§ **Try it**:
Copy each line of the data below in which the word "unreachable" can be found.

§ **Available records**:
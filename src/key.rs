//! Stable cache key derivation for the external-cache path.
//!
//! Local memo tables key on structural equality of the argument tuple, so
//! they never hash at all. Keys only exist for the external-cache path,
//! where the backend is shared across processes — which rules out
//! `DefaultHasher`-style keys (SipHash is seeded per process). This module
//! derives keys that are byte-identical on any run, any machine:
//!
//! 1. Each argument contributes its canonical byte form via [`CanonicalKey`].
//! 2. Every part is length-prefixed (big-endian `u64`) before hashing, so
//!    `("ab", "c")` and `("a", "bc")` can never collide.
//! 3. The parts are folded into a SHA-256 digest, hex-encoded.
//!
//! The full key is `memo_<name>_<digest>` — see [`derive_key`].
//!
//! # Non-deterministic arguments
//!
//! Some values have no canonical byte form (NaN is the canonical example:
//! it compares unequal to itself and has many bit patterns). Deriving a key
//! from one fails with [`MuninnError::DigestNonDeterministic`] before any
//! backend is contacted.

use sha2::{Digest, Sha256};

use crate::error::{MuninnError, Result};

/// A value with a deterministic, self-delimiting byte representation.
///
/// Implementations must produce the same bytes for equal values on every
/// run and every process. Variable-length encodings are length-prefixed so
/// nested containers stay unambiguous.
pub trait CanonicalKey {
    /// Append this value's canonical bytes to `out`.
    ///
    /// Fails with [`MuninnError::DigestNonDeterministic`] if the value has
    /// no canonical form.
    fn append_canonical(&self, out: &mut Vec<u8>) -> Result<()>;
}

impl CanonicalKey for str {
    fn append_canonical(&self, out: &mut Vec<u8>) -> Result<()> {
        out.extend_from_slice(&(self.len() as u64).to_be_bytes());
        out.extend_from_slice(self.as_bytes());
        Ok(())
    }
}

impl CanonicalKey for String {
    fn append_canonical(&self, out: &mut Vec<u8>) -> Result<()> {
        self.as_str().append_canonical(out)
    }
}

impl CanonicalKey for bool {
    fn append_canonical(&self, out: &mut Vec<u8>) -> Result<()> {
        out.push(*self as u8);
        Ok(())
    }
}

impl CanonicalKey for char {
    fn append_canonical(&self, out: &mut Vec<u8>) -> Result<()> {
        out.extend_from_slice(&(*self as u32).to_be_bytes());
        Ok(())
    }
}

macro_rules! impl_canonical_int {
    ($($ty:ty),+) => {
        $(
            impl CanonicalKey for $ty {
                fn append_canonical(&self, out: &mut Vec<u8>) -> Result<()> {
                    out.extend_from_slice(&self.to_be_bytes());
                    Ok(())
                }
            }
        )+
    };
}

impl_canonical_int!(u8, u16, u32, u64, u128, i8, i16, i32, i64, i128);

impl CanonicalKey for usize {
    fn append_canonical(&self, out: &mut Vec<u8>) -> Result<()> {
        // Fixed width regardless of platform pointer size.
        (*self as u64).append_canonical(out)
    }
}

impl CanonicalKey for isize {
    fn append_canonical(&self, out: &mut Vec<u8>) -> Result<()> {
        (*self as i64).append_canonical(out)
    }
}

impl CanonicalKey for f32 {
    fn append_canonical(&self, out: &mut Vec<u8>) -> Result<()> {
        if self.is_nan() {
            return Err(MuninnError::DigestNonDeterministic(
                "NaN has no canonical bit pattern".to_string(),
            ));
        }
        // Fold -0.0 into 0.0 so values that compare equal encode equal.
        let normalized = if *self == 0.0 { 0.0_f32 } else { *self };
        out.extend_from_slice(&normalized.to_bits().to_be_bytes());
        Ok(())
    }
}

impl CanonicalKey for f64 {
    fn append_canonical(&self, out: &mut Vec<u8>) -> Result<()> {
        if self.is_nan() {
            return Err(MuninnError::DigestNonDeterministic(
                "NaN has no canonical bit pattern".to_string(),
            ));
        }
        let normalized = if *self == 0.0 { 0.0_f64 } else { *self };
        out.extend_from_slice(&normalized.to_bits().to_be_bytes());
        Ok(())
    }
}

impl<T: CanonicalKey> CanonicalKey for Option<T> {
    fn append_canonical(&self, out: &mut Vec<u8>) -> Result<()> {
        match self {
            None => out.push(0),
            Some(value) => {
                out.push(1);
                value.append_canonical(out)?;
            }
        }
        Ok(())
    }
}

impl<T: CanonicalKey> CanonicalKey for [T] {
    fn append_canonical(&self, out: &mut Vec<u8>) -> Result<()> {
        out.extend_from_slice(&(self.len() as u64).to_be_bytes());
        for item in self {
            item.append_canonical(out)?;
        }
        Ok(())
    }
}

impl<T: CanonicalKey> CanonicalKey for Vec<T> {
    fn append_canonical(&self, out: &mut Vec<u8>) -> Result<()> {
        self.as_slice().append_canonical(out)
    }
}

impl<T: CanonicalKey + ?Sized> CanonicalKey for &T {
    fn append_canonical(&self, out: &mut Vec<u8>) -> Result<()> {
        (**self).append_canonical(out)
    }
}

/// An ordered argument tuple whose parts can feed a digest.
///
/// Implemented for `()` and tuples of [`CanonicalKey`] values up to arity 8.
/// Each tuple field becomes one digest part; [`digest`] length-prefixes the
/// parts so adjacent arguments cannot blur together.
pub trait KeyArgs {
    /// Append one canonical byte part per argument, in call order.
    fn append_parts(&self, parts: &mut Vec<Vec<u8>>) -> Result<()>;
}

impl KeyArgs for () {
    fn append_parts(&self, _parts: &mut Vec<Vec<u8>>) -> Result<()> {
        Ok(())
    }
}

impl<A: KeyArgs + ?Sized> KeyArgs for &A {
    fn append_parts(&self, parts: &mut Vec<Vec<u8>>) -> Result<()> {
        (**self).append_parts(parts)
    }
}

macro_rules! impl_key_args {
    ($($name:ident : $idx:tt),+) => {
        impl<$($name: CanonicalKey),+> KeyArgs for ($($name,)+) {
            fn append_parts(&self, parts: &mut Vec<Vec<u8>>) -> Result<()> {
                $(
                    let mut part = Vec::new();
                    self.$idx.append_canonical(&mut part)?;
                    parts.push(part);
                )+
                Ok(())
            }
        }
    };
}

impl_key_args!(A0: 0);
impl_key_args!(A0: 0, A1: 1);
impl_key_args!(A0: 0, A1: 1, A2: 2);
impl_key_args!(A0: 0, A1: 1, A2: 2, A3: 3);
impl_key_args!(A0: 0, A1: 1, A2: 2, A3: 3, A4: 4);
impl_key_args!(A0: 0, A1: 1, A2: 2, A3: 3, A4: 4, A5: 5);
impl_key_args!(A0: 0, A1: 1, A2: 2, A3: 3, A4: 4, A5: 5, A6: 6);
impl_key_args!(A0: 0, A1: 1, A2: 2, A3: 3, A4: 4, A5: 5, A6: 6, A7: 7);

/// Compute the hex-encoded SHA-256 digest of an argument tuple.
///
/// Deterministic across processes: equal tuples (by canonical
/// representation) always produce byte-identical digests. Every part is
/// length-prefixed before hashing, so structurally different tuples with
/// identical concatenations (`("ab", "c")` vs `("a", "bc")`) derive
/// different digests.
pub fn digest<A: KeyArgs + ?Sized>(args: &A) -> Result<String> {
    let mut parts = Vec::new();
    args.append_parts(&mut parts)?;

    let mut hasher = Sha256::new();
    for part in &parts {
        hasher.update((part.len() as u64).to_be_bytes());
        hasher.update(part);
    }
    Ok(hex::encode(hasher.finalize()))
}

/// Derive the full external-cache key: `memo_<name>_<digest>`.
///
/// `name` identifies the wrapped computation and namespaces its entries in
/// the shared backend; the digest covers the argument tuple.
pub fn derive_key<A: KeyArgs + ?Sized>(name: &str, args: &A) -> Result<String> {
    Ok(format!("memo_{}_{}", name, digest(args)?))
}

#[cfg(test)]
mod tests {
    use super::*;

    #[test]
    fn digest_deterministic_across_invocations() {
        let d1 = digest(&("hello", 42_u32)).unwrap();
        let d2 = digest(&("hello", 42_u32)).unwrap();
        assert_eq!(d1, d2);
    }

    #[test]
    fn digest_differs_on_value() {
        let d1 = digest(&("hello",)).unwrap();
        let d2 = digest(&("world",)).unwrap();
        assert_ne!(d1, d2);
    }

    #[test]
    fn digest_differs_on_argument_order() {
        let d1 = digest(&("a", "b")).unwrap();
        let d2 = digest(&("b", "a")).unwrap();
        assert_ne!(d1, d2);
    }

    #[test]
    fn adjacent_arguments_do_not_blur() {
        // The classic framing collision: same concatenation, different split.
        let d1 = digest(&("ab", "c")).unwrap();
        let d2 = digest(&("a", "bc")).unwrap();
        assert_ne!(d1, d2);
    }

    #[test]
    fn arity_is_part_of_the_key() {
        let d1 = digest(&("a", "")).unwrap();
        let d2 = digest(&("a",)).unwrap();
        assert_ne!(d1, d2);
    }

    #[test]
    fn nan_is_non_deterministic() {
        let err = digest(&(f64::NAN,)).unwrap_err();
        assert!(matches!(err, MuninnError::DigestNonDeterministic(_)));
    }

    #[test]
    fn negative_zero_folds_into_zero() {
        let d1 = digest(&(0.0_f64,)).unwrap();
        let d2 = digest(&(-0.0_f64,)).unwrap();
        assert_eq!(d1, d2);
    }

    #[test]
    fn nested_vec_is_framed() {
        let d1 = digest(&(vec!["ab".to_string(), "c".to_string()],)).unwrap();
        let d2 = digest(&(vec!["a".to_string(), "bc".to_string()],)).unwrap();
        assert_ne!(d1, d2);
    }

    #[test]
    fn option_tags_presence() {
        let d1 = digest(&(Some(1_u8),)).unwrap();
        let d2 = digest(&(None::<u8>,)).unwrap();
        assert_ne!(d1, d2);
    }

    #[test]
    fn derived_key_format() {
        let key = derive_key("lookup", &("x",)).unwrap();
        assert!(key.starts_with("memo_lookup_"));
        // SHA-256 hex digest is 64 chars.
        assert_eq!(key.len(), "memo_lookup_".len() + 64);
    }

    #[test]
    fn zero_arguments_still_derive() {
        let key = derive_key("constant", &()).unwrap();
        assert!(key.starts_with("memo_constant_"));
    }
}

--

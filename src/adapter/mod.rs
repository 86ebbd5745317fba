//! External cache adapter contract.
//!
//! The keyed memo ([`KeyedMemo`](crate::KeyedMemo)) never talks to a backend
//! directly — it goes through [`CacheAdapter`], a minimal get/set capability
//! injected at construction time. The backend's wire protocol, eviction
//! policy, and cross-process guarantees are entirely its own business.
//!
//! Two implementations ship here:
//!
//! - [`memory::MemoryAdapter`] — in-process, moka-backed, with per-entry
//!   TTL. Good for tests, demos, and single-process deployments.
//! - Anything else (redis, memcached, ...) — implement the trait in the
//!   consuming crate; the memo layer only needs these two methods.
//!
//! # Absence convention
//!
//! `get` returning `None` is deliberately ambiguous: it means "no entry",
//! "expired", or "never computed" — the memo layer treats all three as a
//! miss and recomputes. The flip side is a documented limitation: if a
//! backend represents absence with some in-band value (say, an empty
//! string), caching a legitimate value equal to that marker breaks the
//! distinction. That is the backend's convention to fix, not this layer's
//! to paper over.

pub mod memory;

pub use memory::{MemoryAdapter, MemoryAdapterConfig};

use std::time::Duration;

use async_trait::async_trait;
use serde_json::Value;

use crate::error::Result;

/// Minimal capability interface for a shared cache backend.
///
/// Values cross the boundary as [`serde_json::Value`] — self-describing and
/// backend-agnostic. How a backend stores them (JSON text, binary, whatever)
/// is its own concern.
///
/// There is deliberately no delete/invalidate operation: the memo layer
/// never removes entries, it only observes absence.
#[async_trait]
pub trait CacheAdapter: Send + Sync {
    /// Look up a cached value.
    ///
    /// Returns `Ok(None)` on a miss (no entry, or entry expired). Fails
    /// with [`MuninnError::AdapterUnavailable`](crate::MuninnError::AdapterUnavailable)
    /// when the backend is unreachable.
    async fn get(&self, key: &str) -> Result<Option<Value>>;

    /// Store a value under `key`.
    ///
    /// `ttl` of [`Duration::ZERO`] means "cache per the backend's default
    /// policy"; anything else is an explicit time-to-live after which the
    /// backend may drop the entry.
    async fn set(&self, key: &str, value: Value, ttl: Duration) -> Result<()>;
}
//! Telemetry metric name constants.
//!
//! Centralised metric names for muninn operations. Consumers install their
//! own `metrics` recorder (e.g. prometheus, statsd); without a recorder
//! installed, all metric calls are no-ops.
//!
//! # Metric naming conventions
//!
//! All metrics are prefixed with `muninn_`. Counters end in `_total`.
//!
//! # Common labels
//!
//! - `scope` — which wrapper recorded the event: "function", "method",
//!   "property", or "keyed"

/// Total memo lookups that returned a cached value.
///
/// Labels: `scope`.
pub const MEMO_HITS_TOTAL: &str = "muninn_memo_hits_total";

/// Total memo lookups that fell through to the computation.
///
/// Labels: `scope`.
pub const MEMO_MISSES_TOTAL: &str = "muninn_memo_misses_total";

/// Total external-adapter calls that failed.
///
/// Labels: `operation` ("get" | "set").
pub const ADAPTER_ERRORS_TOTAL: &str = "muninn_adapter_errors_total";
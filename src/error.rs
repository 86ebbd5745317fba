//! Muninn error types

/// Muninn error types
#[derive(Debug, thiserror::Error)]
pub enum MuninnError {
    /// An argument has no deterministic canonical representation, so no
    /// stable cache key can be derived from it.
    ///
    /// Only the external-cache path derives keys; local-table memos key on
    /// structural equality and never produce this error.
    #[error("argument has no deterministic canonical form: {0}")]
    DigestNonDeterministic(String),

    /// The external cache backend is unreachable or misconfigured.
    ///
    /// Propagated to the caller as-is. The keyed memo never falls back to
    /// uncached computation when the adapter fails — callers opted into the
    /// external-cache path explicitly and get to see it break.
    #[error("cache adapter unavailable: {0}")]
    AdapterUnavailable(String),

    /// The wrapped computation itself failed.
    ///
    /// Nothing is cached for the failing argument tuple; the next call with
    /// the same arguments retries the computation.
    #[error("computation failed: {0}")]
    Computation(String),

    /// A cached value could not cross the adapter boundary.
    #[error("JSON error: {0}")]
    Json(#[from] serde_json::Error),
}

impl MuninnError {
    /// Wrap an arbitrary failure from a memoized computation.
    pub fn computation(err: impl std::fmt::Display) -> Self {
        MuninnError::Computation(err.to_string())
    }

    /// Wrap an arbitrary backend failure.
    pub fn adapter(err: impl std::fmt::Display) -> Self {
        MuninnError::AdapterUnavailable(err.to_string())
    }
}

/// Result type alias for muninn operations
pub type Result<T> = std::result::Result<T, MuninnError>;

--

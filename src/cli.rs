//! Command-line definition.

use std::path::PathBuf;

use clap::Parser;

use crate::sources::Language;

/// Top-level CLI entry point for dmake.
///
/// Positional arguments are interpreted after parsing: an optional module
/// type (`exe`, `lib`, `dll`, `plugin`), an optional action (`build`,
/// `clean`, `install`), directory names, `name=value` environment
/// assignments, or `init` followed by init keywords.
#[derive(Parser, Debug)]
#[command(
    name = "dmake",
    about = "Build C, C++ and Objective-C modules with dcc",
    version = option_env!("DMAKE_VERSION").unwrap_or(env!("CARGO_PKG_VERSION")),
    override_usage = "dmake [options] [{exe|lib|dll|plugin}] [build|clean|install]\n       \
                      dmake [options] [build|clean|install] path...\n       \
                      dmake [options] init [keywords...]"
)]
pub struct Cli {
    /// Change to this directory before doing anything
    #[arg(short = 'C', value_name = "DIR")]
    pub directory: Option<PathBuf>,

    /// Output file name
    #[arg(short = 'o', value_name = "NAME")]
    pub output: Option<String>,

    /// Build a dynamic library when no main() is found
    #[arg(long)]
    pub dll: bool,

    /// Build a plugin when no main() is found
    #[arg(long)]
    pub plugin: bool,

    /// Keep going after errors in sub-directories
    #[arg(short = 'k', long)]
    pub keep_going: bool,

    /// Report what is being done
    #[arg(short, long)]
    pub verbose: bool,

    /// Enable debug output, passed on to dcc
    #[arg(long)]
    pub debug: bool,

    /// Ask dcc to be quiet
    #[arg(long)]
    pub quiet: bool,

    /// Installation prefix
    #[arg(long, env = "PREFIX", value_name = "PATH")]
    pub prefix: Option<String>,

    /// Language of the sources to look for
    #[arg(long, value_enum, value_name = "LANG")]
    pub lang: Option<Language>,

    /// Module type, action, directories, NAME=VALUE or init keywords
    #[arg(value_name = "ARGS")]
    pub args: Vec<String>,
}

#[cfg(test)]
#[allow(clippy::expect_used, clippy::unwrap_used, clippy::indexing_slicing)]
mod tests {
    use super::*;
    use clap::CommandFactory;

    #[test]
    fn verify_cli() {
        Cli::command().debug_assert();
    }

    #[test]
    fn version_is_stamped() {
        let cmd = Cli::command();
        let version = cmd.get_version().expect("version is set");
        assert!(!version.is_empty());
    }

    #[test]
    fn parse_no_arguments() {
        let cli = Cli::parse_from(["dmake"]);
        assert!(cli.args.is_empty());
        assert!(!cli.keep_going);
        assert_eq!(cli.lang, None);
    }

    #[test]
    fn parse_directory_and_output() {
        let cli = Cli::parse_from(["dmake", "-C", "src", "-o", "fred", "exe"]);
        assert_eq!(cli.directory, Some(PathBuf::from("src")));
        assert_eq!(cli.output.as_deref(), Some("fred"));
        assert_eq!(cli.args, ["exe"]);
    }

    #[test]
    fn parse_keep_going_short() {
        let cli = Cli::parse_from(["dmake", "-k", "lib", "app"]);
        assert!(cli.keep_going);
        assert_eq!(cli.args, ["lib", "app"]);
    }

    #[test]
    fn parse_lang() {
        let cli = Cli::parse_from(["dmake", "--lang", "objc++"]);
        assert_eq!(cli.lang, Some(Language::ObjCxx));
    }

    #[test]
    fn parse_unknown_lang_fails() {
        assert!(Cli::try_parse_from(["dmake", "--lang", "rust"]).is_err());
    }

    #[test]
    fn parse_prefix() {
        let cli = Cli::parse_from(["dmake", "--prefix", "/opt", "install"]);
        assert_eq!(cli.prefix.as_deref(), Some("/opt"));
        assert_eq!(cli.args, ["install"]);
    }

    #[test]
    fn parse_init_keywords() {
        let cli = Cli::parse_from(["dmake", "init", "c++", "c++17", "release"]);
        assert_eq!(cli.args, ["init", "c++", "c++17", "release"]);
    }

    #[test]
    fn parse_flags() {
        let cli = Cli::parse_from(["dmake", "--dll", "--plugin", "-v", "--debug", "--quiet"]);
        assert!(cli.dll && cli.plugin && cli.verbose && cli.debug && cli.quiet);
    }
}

§ **Result**:
    /// when the backend is unreachable.
    /// The external cache backend is unreachable or misconfigured.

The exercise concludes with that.